§ Problem:
The answer is to be an exact copy of the lines below running from the line with "filename crates/jsonmap/src/ser/generic.rs" down to the line with "keys never do.", both ends included, and nothing more.

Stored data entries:
++++++

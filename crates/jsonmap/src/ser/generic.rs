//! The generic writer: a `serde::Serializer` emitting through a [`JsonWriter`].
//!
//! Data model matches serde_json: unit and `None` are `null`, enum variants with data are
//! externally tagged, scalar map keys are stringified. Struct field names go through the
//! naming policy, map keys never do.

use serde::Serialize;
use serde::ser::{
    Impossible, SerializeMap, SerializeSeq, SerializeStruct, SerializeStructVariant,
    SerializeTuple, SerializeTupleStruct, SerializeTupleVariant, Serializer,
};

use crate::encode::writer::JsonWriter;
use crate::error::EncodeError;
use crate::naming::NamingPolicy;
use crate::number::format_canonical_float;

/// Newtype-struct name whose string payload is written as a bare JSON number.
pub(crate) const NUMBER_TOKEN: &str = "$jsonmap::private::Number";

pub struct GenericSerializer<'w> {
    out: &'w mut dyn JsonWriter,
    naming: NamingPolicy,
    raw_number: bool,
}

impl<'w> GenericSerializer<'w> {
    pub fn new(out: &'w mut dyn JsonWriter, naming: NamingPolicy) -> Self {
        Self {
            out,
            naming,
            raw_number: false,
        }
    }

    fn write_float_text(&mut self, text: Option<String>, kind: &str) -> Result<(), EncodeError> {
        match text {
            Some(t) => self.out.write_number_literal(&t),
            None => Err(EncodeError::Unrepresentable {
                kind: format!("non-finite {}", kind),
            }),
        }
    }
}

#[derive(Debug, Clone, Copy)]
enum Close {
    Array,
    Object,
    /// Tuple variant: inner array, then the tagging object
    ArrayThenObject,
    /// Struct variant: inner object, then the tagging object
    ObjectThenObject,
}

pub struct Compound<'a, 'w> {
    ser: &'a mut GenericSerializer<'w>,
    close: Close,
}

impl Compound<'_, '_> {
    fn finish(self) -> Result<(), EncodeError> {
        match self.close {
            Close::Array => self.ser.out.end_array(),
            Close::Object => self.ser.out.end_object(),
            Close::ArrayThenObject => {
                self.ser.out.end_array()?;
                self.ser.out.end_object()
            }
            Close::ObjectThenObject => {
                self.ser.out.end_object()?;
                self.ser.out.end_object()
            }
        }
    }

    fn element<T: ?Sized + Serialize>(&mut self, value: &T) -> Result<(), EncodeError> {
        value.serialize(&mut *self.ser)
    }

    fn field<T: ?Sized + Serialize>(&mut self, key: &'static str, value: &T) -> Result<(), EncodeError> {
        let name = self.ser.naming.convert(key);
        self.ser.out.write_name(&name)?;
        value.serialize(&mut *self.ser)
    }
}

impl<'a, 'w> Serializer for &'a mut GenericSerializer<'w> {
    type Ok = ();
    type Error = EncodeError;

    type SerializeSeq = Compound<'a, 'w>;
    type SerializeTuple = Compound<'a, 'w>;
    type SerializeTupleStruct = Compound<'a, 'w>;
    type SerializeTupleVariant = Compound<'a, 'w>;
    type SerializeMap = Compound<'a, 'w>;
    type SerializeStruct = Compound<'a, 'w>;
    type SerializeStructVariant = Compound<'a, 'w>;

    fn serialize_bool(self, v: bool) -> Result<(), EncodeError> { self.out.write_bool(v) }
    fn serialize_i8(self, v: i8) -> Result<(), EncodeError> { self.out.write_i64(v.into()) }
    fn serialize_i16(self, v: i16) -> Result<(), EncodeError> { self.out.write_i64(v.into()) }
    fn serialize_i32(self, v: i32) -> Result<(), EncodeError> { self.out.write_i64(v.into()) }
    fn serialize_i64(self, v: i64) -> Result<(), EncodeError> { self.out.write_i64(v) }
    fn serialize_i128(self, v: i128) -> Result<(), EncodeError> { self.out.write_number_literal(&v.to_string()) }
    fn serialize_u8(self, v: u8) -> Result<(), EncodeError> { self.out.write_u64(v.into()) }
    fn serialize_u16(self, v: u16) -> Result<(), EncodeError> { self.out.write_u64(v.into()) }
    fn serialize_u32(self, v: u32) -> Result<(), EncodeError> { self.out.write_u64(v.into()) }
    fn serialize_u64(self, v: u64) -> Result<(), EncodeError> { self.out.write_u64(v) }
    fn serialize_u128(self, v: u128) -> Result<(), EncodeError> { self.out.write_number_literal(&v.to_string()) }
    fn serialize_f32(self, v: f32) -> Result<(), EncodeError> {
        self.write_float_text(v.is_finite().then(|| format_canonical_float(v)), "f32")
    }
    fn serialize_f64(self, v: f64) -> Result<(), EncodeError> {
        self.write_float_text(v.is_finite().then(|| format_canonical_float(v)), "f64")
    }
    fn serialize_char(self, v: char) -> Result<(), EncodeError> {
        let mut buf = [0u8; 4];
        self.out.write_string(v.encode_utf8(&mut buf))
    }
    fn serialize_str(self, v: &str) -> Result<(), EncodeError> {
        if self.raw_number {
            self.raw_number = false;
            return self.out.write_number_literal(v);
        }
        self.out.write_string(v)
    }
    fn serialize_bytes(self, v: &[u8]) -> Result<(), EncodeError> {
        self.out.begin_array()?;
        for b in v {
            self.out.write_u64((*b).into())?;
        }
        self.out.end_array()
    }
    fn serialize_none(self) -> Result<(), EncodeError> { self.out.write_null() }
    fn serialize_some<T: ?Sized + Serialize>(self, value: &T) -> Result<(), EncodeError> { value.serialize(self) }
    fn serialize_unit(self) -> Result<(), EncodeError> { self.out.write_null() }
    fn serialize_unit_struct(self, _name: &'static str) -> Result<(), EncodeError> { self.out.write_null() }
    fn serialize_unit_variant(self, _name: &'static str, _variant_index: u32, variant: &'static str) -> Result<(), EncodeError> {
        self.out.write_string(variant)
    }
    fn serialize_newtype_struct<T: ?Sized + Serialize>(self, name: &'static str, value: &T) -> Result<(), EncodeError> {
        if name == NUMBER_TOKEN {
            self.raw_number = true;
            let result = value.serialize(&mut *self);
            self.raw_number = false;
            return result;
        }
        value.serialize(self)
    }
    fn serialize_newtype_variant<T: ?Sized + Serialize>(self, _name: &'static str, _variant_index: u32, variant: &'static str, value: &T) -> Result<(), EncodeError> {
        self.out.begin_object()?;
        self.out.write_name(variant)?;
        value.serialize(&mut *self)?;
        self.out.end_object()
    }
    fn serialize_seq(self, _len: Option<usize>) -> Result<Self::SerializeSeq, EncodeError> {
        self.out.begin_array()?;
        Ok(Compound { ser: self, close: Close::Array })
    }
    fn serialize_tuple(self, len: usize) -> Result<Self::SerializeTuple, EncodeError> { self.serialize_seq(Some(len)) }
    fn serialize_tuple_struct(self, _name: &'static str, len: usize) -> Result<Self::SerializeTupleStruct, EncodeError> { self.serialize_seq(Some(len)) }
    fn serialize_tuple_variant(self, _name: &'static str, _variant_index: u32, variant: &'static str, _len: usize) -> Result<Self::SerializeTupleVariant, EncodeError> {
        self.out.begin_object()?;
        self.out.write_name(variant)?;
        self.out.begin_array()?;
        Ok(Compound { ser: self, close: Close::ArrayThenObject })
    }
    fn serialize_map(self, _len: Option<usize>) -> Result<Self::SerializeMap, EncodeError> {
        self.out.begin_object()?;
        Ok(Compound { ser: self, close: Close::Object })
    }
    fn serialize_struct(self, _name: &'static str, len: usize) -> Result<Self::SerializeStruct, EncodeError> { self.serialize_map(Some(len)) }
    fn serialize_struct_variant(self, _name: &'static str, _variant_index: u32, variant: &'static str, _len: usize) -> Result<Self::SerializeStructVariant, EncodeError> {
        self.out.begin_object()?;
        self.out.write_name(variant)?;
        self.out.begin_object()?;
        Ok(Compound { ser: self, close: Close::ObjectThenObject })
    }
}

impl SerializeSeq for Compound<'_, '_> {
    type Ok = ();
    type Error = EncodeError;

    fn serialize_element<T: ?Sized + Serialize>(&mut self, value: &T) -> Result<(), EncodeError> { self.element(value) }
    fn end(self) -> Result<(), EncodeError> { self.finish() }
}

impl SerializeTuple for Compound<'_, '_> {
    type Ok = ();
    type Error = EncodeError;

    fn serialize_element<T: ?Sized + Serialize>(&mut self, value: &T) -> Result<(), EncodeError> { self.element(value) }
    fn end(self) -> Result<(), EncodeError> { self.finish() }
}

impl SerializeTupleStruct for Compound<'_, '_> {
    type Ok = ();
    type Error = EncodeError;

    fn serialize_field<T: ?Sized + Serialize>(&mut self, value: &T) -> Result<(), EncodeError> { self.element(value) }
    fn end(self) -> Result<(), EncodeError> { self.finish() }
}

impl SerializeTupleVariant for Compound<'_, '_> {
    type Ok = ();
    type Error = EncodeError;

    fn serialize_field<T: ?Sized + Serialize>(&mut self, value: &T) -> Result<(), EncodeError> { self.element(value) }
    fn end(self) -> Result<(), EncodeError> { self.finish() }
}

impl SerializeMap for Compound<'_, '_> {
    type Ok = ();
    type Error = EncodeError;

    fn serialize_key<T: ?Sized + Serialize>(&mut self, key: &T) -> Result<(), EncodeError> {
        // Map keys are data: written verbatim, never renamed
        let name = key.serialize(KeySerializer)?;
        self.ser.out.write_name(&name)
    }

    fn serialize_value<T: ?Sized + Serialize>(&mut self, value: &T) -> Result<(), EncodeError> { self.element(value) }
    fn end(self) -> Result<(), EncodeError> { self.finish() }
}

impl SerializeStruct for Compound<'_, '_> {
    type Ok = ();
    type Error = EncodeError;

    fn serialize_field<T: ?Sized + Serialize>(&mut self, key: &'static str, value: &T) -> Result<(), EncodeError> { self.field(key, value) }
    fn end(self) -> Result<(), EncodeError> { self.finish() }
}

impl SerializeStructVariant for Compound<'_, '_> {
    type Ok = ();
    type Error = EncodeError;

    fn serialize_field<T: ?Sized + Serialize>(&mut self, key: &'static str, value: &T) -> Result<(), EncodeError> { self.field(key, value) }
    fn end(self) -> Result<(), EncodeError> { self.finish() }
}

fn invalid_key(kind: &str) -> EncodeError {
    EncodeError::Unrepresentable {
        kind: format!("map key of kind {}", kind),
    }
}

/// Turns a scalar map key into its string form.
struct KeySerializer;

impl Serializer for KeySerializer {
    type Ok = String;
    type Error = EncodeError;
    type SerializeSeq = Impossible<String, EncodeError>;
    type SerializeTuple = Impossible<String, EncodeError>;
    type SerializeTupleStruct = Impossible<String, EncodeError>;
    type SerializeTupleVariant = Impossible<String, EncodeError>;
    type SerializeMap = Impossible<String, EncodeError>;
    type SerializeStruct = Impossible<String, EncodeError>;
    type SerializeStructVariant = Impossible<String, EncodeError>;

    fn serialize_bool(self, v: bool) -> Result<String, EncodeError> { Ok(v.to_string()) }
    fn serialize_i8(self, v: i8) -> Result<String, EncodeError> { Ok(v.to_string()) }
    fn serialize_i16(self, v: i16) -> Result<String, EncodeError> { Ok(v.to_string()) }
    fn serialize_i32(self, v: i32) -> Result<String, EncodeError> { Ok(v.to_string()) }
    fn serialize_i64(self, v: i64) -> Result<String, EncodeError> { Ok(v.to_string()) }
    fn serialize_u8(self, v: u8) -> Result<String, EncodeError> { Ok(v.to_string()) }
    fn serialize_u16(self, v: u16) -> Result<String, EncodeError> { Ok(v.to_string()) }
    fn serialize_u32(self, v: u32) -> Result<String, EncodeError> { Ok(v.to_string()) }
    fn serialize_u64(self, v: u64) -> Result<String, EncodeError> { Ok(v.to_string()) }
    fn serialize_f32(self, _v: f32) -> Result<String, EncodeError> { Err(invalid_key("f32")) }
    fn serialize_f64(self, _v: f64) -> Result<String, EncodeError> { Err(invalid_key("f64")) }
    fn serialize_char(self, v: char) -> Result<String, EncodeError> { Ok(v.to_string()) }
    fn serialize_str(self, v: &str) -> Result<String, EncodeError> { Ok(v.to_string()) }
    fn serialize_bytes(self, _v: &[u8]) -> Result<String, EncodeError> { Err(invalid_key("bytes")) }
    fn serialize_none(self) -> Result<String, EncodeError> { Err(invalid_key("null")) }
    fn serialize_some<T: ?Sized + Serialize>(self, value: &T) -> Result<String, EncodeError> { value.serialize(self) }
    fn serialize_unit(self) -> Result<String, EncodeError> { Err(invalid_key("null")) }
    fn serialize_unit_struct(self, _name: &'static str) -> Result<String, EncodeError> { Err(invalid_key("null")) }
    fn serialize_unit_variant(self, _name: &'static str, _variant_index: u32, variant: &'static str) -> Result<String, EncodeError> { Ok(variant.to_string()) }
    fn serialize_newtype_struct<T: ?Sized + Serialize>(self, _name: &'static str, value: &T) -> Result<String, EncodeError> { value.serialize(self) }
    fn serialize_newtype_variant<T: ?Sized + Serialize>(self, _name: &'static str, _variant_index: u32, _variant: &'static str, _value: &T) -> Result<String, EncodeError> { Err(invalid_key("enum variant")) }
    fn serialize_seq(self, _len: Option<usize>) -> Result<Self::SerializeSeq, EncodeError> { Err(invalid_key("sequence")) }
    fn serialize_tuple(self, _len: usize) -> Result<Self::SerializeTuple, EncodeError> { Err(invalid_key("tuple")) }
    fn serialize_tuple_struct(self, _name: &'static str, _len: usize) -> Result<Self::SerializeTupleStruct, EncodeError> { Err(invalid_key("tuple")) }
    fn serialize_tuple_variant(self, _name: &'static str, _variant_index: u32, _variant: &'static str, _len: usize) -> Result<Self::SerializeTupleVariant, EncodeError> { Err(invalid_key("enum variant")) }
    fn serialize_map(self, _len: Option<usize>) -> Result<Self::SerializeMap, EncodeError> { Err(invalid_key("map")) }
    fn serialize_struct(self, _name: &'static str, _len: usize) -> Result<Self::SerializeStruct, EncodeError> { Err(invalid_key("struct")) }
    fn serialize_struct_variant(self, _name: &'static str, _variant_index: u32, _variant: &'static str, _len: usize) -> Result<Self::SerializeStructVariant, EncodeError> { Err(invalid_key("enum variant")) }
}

++++++

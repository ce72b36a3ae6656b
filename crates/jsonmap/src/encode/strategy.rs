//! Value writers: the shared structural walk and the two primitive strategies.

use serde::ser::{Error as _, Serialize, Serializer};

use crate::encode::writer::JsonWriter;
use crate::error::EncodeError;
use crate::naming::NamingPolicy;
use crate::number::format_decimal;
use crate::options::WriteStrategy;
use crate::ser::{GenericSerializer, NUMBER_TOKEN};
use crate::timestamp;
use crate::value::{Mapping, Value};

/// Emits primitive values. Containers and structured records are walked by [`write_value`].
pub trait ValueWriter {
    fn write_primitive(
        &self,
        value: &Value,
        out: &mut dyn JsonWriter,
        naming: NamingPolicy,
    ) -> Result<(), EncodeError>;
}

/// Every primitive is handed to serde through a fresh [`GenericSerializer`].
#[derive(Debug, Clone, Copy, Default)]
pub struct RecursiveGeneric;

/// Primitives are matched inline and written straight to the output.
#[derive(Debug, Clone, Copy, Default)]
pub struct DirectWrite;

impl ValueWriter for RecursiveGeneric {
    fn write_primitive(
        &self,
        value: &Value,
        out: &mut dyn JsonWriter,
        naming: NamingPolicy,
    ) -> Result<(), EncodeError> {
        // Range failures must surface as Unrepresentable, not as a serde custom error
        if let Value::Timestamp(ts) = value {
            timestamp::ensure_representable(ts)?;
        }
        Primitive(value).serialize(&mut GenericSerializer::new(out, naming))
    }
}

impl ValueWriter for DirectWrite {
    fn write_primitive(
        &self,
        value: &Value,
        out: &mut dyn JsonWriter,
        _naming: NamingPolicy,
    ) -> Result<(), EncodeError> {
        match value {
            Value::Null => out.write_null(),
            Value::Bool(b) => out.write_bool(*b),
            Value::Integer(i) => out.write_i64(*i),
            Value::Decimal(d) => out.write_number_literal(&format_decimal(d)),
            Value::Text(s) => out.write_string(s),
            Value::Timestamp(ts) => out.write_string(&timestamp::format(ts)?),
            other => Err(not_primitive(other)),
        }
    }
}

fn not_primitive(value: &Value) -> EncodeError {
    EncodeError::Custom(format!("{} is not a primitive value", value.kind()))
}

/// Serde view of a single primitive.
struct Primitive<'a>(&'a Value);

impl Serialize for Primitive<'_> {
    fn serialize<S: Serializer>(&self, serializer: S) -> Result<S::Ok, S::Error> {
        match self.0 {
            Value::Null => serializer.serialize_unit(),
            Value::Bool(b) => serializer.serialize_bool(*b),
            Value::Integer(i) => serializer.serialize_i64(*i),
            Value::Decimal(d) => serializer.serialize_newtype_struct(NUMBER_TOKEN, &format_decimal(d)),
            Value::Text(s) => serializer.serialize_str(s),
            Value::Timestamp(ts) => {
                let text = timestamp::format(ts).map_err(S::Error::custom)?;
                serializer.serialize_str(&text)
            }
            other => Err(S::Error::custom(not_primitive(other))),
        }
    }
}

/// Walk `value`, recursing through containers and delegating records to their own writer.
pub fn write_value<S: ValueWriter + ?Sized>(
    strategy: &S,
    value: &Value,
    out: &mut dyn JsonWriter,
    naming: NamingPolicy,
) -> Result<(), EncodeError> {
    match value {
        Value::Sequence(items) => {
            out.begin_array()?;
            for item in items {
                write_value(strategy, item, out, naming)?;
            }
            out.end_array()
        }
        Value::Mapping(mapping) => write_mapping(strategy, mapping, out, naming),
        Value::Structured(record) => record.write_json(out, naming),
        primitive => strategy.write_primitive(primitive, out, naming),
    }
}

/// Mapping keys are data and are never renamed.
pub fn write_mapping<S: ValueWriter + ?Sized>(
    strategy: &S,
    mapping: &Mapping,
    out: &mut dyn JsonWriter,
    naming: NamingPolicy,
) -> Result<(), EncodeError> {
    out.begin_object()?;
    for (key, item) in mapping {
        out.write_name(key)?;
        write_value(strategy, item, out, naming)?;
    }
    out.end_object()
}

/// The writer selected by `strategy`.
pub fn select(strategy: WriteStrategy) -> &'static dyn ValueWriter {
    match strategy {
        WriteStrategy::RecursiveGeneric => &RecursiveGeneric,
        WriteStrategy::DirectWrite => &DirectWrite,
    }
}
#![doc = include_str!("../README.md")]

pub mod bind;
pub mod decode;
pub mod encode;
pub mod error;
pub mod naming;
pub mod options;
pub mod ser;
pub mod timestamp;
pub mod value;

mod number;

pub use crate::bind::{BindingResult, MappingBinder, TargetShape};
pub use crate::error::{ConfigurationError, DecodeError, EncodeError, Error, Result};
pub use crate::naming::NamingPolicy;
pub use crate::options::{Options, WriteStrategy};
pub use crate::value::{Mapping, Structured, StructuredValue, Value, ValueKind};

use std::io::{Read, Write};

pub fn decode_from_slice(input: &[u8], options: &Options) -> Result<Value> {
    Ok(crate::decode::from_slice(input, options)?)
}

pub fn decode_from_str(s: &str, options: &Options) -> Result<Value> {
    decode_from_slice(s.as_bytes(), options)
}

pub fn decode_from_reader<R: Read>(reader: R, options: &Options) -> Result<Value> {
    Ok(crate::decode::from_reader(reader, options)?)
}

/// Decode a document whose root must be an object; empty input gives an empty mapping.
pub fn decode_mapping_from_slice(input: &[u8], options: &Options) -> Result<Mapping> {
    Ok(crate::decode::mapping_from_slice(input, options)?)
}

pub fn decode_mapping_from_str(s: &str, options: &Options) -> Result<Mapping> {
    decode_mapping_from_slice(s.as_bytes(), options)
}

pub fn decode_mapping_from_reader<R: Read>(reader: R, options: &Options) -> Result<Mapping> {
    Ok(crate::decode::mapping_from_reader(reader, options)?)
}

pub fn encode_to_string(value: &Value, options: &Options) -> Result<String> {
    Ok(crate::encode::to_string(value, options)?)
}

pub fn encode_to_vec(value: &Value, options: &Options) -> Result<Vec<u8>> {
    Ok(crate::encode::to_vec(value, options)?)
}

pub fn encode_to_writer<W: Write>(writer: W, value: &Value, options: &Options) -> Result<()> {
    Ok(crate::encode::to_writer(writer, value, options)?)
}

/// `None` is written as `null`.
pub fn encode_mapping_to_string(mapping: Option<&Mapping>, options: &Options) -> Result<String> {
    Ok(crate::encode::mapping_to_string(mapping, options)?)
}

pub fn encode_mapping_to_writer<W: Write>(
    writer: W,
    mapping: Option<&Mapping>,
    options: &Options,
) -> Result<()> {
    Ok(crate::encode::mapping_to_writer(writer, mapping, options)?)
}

++++++

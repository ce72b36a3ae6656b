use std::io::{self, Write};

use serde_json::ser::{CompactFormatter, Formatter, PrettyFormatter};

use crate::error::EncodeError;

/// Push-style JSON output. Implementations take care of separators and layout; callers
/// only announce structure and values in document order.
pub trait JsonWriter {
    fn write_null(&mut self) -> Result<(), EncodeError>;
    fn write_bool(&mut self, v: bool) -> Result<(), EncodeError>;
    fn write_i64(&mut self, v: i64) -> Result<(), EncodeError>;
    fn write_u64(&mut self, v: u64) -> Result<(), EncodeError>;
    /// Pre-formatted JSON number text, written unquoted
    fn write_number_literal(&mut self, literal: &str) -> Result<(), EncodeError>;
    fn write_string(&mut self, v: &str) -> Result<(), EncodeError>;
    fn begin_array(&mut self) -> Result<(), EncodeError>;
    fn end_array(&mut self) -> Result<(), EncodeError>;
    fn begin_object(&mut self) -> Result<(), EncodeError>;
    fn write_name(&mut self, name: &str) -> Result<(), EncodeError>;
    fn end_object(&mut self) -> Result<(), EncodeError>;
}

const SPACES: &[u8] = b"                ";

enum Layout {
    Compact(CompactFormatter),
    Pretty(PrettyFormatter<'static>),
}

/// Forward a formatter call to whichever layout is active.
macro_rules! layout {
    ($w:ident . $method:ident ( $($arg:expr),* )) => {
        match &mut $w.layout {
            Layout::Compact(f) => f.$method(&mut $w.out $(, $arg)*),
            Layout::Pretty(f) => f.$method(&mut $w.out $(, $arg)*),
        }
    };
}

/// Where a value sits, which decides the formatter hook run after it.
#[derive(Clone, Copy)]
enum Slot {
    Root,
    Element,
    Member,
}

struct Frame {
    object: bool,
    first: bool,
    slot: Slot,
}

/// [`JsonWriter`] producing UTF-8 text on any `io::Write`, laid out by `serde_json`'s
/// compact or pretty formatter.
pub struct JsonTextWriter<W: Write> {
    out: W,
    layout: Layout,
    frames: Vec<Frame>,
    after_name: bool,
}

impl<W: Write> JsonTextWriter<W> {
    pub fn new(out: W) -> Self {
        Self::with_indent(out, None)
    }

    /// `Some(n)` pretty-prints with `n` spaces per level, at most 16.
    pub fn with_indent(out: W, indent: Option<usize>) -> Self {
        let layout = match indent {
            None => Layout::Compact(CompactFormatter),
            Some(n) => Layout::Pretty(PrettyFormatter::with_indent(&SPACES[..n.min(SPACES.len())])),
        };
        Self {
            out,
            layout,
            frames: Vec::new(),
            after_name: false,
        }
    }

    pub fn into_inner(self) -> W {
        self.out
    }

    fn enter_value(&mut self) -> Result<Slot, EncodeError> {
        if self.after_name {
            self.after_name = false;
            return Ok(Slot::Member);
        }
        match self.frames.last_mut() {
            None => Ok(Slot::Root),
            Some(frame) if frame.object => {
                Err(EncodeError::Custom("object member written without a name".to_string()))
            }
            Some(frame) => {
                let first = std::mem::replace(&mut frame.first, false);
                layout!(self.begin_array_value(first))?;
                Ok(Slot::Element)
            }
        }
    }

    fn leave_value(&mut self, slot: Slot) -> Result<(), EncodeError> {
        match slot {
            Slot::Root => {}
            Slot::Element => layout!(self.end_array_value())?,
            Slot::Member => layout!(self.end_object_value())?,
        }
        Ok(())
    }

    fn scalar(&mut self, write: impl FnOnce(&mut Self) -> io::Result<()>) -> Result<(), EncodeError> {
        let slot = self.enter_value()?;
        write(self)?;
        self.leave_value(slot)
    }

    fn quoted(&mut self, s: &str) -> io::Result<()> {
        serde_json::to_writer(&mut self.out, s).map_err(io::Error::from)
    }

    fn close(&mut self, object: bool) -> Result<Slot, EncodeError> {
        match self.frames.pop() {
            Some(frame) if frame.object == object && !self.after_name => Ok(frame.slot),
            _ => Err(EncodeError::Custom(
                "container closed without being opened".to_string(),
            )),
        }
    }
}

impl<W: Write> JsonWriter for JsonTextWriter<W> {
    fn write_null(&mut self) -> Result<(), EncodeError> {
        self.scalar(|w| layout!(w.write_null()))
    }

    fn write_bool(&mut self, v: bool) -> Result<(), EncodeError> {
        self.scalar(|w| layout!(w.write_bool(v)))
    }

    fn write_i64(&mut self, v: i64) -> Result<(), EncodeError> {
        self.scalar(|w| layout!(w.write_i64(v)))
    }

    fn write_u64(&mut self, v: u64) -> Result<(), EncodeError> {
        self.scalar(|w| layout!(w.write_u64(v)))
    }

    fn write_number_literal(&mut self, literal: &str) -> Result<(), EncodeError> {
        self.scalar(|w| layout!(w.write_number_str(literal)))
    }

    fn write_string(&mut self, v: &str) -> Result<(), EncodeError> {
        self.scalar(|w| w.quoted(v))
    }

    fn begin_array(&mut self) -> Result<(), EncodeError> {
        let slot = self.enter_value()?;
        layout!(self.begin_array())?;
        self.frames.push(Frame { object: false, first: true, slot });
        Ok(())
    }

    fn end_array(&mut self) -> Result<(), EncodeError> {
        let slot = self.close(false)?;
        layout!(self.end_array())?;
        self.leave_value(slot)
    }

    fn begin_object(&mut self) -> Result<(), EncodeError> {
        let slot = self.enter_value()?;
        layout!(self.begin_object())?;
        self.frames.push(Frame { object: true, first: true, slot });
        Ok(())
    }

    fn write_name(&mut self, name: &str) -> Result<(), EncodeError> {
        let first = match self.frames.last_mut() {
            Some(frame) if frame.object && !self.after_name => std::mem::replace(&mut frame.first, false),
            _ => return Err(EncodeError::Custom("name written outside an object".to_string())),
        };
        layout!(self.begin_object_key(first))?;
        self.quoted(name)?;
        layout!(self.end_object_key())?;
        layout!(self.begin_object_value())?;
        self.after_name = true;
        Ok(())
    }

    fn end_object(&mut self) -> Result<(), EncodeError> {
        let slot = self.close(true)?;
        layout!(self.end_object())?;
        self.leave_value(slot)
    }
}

++++++

§ Answer:
filename crates/jsonmap/src/ser/generic.rs
//! The generic writer: a `serde::Serializer` emitting through a [`JsonWriter`].
//!
//! Data model matches serde_json: unit and `None` are `null`, enum variants with data are
//! externally tagged, scalar map keys are stringified. Struct field names go through the
//! naming policy, map keys never do.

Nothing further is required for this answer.